*** Raw data ***

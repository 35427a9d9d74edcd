//! Update settings

use std::path::PathBuf;

/// Settings shared by the agent and server updaters
#[derive(Debug, Clone)]
pub struct UpdateSettings {
    /// Release repository ("owner/name")
    pub repository: String,

    /// Release API base URL
    pub api_base: String,

    /// Overrides the checksum listing asset name
    pub checksum_asset: Option<String>,

    /// Refuse updates whose release carries no checksum listing
    pub require_checksum: bool,

    /// Directory staged binaries are written to
    pub staging_dir: PathBuf,

    /// Where a platform-staged manifest is written
    pub staged_manifest: PathBuf,

    /// Unit (systemd) or label (launchd) of the running service
    pub service_name: String,

    pub systemctl_path: PathBuf,
    pub launchctl_path: PathBuf,
    pub codesign_path: PathBuf,
}

impl Default for UpdateSettings {
    fn default() -> Self {
        let staging_dir = std::env::temp_dir().join("ciwi-update");
        Self {
            repository: "izzyreal/ciwi".to_string(),
            api_base: "https://api.github.com".to_string(),
            checksum_asset: None,
            require_checksum: true,
            staged_manifest: staging_dir.join("pending.json"),
            staging_dir,
            service_name: String::new(),
            systemctl_path: PathBuf::from("systemctl"),
            launchctl_path: PathBuf::from("launchctl"),
            codesign_path: PathBuf::from("codesign"),
        }
    }
}

impl UpdateSettings {
    /// Creates settings from environment variables
    ///
    /// Recognised variables:
    /// - CIWI_UPDATE_REPOSITORY, CIWI_UPDATE_API_BASE
    /// - CIWI_UPDATE_CHECKSUM_ASSET
    /// - CIWI_UPDATE_REQUIRE_CHECKSUM (default: true)
    /// - CIWI_UPDATE_STAGING_DIR, CIWI_UPDATE_STAGED_MANIFEST
    /// - CIWI_SYSTEMCTL_PATH, CIWI_LAUNCHCTL_PATH, CIWI_CODESIGN_PATH
    pub fn from_env() -> Self {
        let defaults = Self::default();
        let var = |key: &str| std::env::var(key).ok().filter(|v| !v.trim().is_empty());

        let staging_dir = var("CIWI_UPDATE_STAGING_DIR")
            .map(PathBuf::from)
            .unwrap_or(defaults.staging_dir);
        let staged_manifest = var("CIWI_UPDATE_STAGED_MANIFEST")
            .map(PathBuf::from)
            .unwrap_or_else(|| staging_dir.join("pending.json"));

        Self {
            repository: var("CIWI_UPDATE_REPOSITORY").unwrap_or(defaults.repository),
            api_base: var("CIWI_UPDATE_API_BASE").unwrap_or(defaults.api_base),
            checksum_asset: var("CIWI_UPDATE_CHECKSUM_ASSET"),
            require_checksum: var("CIWI_UPDATE_REQUIRE_CHECKSUM")
                .map(|v| parse_bool(&v))
                .unwrap_or(defaults.require_checksum),
            staging_dir,
            staged_manifest,
            service_name: defaults.service_name,
            systemctl_path: var("CIWI_SYSTEMCTL_PATH")
                .map(PathBuf::from)
                .unwrap_or(defaults.systemctl_path),
            launchctl_path: var("CIWI_LAUNCHCTL_PATH")
                .map(PathBuf::from)
                .unwrap_or(defaults.launchctl_path),
            codesign_path: var("CIWI_CODESIGN_PATH")
                .map(PathBuf::from)
                .unwrap_or(defaults.codesign_path),
        }
    }

    /// Checksum listing names to look for, override first
    pub fn checksum_candidates(&self) -> Vec<String> {
        match &self.checksum_asset {
            Some(name) => vec![name.clone()],
            None => crate::asset::CHECKSUM_ASSETS
                .iter()
                .map(|s| s.to_string())
                .collect(),
        }
    }
}

fn parse_bool(raw: &str) -> bool {
    !matches!(
        raw.trim().to_ascii_lowercase().as_str(),
        "0" | "false" | "no" | "off"
    )
}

*** End of Raw data ***

**What needs to be done:**
Your reply must contain the line with "pub fn from_env()" and each later line of the material, word for word, and nothing else.

**Solution:**
    pub fn from_env() -> Self {
        let defaults = Self::default();
        let var = |key: &str| std::env::var(key).ok().filter(|v| !v.trim().is_empty());

        let staging_dir = var("CIWI_UPDATE_STAGING_DIR")
            .map(PathBuf::from)
            .unwrap_or(defaults.staging_dir);
        let staged_manifest = var("CIWI_UPDATE_STAGED_MANIFEST")
            .map(PathBuf::from)
            .unwrap_or_else(|| staging_dir.join("pending.json"));

        Self {
            repository: var("CIWI_UPDATE_REPOSITORY").unwrap_or(defaults.repository),
            api_base: var("CIWI_UPDATE_API_BASE").unwrap_or(defaults.api_base),
            checksum_asset: var("CIWI_UPDATE_CHECKSUM_ASSET"),
            require_checksum: var("CIWI_UPDATE_REQUIRE_CHECKSUM")
                .map(|v| parse_bool(&v))
                .unwrap_or(defaults.require_checksum),
            staging_dir,
            staged_manifest,
            service_name: defaults.service_name,
            systemctl_path: var("CIWI_SYSTEMCTL_PATH")
                .map(PathBuf::from)
                .unwrap_or(defaults.systemctl_path),
            launchctl_path: var("CIWI_LAUNCHCTL_PATH")
                .map(PathBuf::from)
                .unwrap_or(defaults.launchctl_path),
            codesign_path: var("CIWI_CODESIGN_PATH")
                .map(PathBuf::from)
                .unwrap_or(defaults.codesign_path),
        }
    }

    /// Checksum listing names to look for, override first
    pub fn checksum_candidates(&self) -> Vec<String> {
        match &self.checksum_asset {
            Some(name) => vec![name.clone()],
            None => crate::asset::CHECKSUM_ASSETS
                .iter()
                .map(|s| s.to_string())
                .collect(),
        }
    }
}

fn parse_bool(raw: &str) -> bool {
    !matches!(
        raw.trim().to_ascii_lowercase().as_str(),
        "0" | "false" | "no" | "off"
    )
}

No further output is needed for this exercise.